INDEXABILITY AND OPTIMAL INDEX POLICIES FOR A CLASS OF REINITIALISING RESTLESS BANDITS
Villar SS
Motivated by a class of Partially Observable Markov Decision Processes with application in surveillance systems in which a set of imperfectly observed state processes is to be inferred from a subset of available observations through a Bayesian approach, we formulate and analyze a special family of multi-armed restless bandit problems. We consider the problem of finding an optimal policy for observing the processes that maximizes the total expected net rewards over an infinite time horizon subject to the resource availability.
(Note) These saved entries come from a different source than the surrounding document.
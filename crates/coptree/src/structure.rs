//! Dependency tree construction.
//!
//! A [`DependencyTree`] is built once from a [`ValidatedBatch`] and is
//! read-only afterwards. Nodes are stored in surface order and addressed
//! by their *position* in that order, which is independent of the token
//! indices (those may have gaps).

use std::collections::HashMap;

use log::trace;

use coptree_core::record::{ROOT_HEAD, SentenceBatch, TokenRecord};
use coptree_parser::validate::ValidatedBatch;

/// A token together with its place in the tree.
#[derive(Debug, Clone, PartialEq, Eq)]
pub struct TreeNode {
    record: TokenRecord,
    parent: Option<usize>,
    children: Vec<usize>,
    depth: u32,
}

impl TreeNode {
    pub fn record(&self) -> &TokenRecord {
        &self.record
    }

    /// Surface position of the head, `None` for the root.
    pub fn parent(&self) -> Option<usize> {
        self.parent
    }

    /// Surface positions of the dependents, in surface order.
    pub fn children(&self) -> &[usize] {
        &self.children
    }

    /// Number of edges between this node and the root.
    pub fn depth(&self) -> u32 {
        self.depth
    }

    pub fn is_leaf(&self) -> bool {
        self.children.is_empty()
    }
}

/// One sentence as a rooted tree.
#[derive(Debug, Clone, PartialEq, Eq)]
pub struct DependencyTree {
    id: Option<String>,
    text: String,
    nodes: Vec<TreeNode>,
    root: usize,
    placeholder: bool,
}

impl DependencyTree {
    /// Builds the tree for a validated batch in linear time.
    ///
    /// # Examples
    ///
    /// ```
    /// use coptree::structure::DependencyTree;
    /// use coptree_core::record::{SentenceBatch, TokenRecord};
    /// use coptree_parser::validate::{Validated, validate};
    ///
    /// let batch = SentenceBatch::new(vec![
    ///     TokenRecord::new(1, "ⲁⲛⲟⲕ", "ⲁⲛⲟⲕ", "PRON", 2, "nsubj"),
    ///     TokenRecord::new(2, "ⲡⲉ", "ⲡⲉ", "AUX", 0, "root"),
    ///     TokenRecord::new(3, "ⲡⲛⲟⲩⲧⲉ", "ⲛⲟⲩⲧⲉ", "NOUN", 2, "nsubj"),
    /// ]);
    /// let Ok(Validated::Tree(validated)) = validate(batch) else {
    ///     panic!("sentence is a tree");
    /// };
    ///
    /// let tree = DependencyTree::build(validated);
    /// assert_eq!(tree.root().index(), 2);
    /// assert_eq!(tree.children(tree.root_position()), &[0, 2]);
    /// ```
    pub fn build(batch: ValidatedBatch) -> Self {
        let batch = batch.into_batch();
        let id = batch.id().map(str::to_string);
        let text = batch.display_text();
        let mut records = batch.into_records();
        // Arrival order is not surface order; indices are unique here.
        records.sort_by_key(TokenRecord::index);

        let positions: HashMap<u32, usize> = records
            .iter()
            .enumerate()
            .map(|(position, record)| (record.index(), position))
            .collect();

        let mut root = 0;
        let mut parents = vec![None; records.len()];
        let mut children = vec![Vec::new(); records.len()];
        // Visiting records in surface order keeps every child list sorted.
        for (position, record) in records.iter().enumerate() {
            if record.head() == ROOT_HEAD {
                root = position;
                continue;
            }
            if let Some(&parent) = positions.get(&record.head()) {
                parents[position] = Some(parent);
                children[parent].push(position);
            }
        }

        let mut nodes: Vec<TreeNode> = records
            .into_iter()
            .zip(parents)
            .zip(children)
            .map(|((record, parent), children)| TreeNode {
                record,
                parent,
                children,
                depth: 0,
            })
            .collect();

        let mut stack = vec![root];
        while let Some(position) = stack.pop() {
            let depth = nodes[position].depth + 1;
            for child in nodes[position].children.clone() {
                nodes[child].depth = depth;
                stack.push(child);
            }
        }

        trace!(tokens = nodes.len(), root = root; "Dependency tree built");

        Self {
            id,
            text,
            nodes,
            root,
            placeholder: false,
        }
    }

    /// Builds the stand-in tree for a sentence without tokens: one
    /// synthetic root with form `_`, tag `X` and relation `root`.
    pub fn placeholder(batch: &SentenceBatch) -> Self {
        let record = TokenRecord::new(1, "_", "_", "X", ROOT_HEAD, "root");
        Self {
            id: batch.id().map(str::to_string),
            text: batch.text().unwrap_or_default().to_string(),
            nodes: vec![TreeNode {
                record,
                parent: None,
                children: Vec::new(),
                depth: 0,
            }],
            root: 0,
            placeholder: true,
        }
    }

    /// Returns `true` for the stand-in tree of an empty sentence.
    pub fn is_placeholder(&self) -> bool {
        self.placeholder
    }

    /// The `# sent_id` of the sentence, if it had one.
    pub fn id(&self) -> Option<&str> {
        self.id.as_deref()
    }

    /// The sentence text, or its forms joined by spaces.
    pub fn text(&self) -> &str {
        &self.text
    }

    pub fn len(&self) -> usize {
        self.nodes.len()
    }

    /// Always `false`; a tree has at least its root.
    pub fn is_empty(&self) -> bool {
        self.nodes.is_empty()
    }

    pub fn root_position(&self) -> usize {
        self.root
    }

    pub fn root(&self) -> &TokenRecord {
        &self.nodes[self.root].record
    }

    /// Nodes in surface order.
    pub fn nodes(&self) -> &[TreeNode] {
        &self.nodes
    }

    pub fn node(&self, position: usize) -> Option<&TreeNode> {
        self.nodes.get(position)
    }

    /// Records in surface order.
    pub fn records(&self) -> impl Iterator<Item = &TokenRecord> {
        self.nodes.iter().map(TreeNode::record)
    }

    /// Surface position of the token with `index`.
    pub fn position_of(&self, index: u32) -> Option<usize> {
        self.nodes
            .iter()
            .position(|node| node.record.index() == index)
    }

    /// Dependents of the node at `position`; empty when out of range.
    pub fn children(&self, position: usize) -> &[usize] {
        self.nodes
            .get(position)
            .map(TreeNode::children)
            .unwrap_or_default()
    }

    pub fn parent(&self, position: usize) -> Option<usize> {
        self.nodes.get(position).and_then(TreeNode::parent)
    }

    /// The head token of the node at `position`, `None` for the root.
    pub fn head_record(&self, position: usize) -> Option<&TokenRecord> {
        self.parent(position).map(|parent| &self.nodes[parent].record)
    }

    pub fn depth(&self, position: usize) -> Option<u32> {
        self.nodes.get(position).map(TreeNode::depth)
    }

    /// Depth of the deepest node.
    pub fn max_depth(&self) -> u32 {
        self.nodes.iter().map(TreeNode::depth).max().unwrap_or(0)
    }

    /// Positions in depth-first pre-order from the root, siblings in
    /// surface order.
    pub fn pre_order(&self) -> Vec<usize> {
        let mut order = Vec::with_capacity(self.nodes.len());
        let mut stack = vec![self.root];
        while let Some(position) = stack.pop() {
            order.push(position);
            stack.extend(self.nodes[position].children.iter().rev());
        }
        order
    }

    /// Positions in depth-first post-order, siblings in surface order.
    pub fn post_order(&self) -> Vec<usize> {
        let mut order = Vec::with_capacity(self.nodes.len());
        let mut stack = vec![(self.root, false)];
        while let Some((position, expanded)) = stack.pop() {
            if expanded {
                order.push(position);
                continue;
            }
            stack.push((position, true));
            for &child in self.nodes[position].children.iter().rev() {
                stack.push((child, false));
            }
        }
        order
    }
}


#[cfg(test)]
pub(crate) mod proptest_tests {
    use super::*;
    use coptree_parser::validate::{Validated, validate};
    use proptest::prelude::*;
    use proptest::sample::Index;
    use proptest::test_runner::TestCaseError;

    /// Generates projective trees: each token's head is chosen so no two
    /// arcs cross, built by recursively splitting the surface span. The
    /// records reach the validator in shuffled order.
    pub(crate) fn projective_tree() -> impl Strategy<Value = DependencyTree> {
        (1usize..24)
            .prop_flat_map(|len| {
                // One choice per head pick and one per span split.
                prop::collection::vec(any::<Index>(), 2 * len)
                    .prop_map(move |choices| projective_records(len, &choices))
            })
            .prop_flat_map(|records| Just(records).prop_shuffle())
            .prop_map(|records| match validate(SentenceBatch::new(records)) {
                Ok(Validated::Tree(batch)) => DependencyTree::build(batch),
                _ => unreachable!("generated heads always form a tree"),
            })
    }

    fn projective_records(len: usize, choices: &[Index]) -> Vec<TokenRecord> {
        let mut heads = vec![0u32; len];
        let mut choices = choices.iter();
        attach_span(&mut heads, 0, len, 0, &mut choices);
        heads
            .iter()
            .enumerate()
            .map(|(position, &head)| {
                let index = position as u32 + 1;
                let relation = if head == 0 { "root" } else { "dep" };
                TokenRecord::new(index, format!("w{index}"), "", "X", head, relation)
            })
            .collect()
    }

    fn pick(choices: &mut std::slice::Iter<'_, Index>, size: usize) -> usize {
        choices.next().map_or(0, |choice| choice.index(size))
    }

    // Picks a head inside `start..end`, attaches it to `parent` and recurses
    // into the spans on either side of it.
    fn attach_span(
        heads: &mut [u32],
        start: usize,
        end: usize,
        parent: u32,
        choices: &mut std::slice::Iter<'_, Index>,
    ) {
        if start >= end {
            return;
        }
        let head = start + pick(choices, end - start);
        heads[head] = parent;
        let index = head as u32 + 1;
        let mut split = start;
        while split < head {
            let stop = split + 1 + pick(choices, head - split);
            attach_span(heads, split, stop, index, choices);
            split = stop;
        }
        let mut split = head + 1;
        while split < end {
            let stop = split + 1 + pick(choices, end - split);
            attach_span(heads, split, stop, index, choices);
            split = stop;
        }
    }

    fn check_traversal_visits_every_node_once(tree: &DependencyTree) -> Result<(), TestCaseError> {
        let roots = tree.records().filter(|record| record.is_root()).count();
        prop_assert_eq!(roots, 1);

        let mut order = tree.pre_order();
        prop_assert_eq!(order.len(), tree.len());
        order.sort_unstable();
        order.dedup();
        prop_assert_eq!(order.len(), tree.len());
        Ok(())
    }

    fn check_heads_reach_root(tree: &DependencyTree) -> Result<(), TestCaseError> {
        for start in 0..tree.len() {
            let mut position = start;
            let mut steps = 0;
            while let Some(parent) = tree.parent(position) {
                position = parent;
                steps += 1;
                prop_assert!(steps <= tree.len(), "head chain from {} never ends", start);
            }
            prop_assert_eq!(position, tree.root_position());
            prop_assert_eq!(tree.depth(start), Some(steps as u32));
        }
        Ok(())
    }

    fn check_children_sorted(tree: &DependencyTree) -> Result<(), TestCaseError> {
        for node in tree.nodes() {
            prop_assert!(node.children().windows(2).all(|pair| pair[0] < pair[1]));
        }
        Ok(())
    }

    proptest! {
        #[test]
        fn test_traversal_visits_every_node_once(tree in projective_tree()) {
            check_traversal_visits_every_node_once(&tree)?;
        }

        #[test]
        fn test_heads_reach_root(tree in projective_tree()) {
            check_heads_reach_root(&tree)?;
        }

        #[test]
        fn test_children_sorted(tree in projective_tree()) {
            check_children_sorted(&tree)?;
        }
    }
}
From the Lagrangian relaxation of the original problem, an index policy can be derived, as long as the existence of the Whittle index is ensured. We demonstrate that such a class of bandits in which the projects' state deteriorates while active and resets to its initial state when passive until its completion possesses the structural property of indexability and we further show how to compute the index in closed form. In general, the Whittle index rule for restless bandit problems does not achieve optimality. However, we show that the proposed Whittle index rule is optimal for the problem under study in the case of stochastically heterogenous arms under the expected total criterion, and it is further recovered by a simple tractable rule referred to as the rule. Moreover, we illustrate the significant suboptimality of other widely used heuristic: the Myopic index rule, by computing in closed form its suboptimality gap. We present numerical studies which illustrate for the more general instances the performance advantages of the Whittle index rule over other simple heuristics.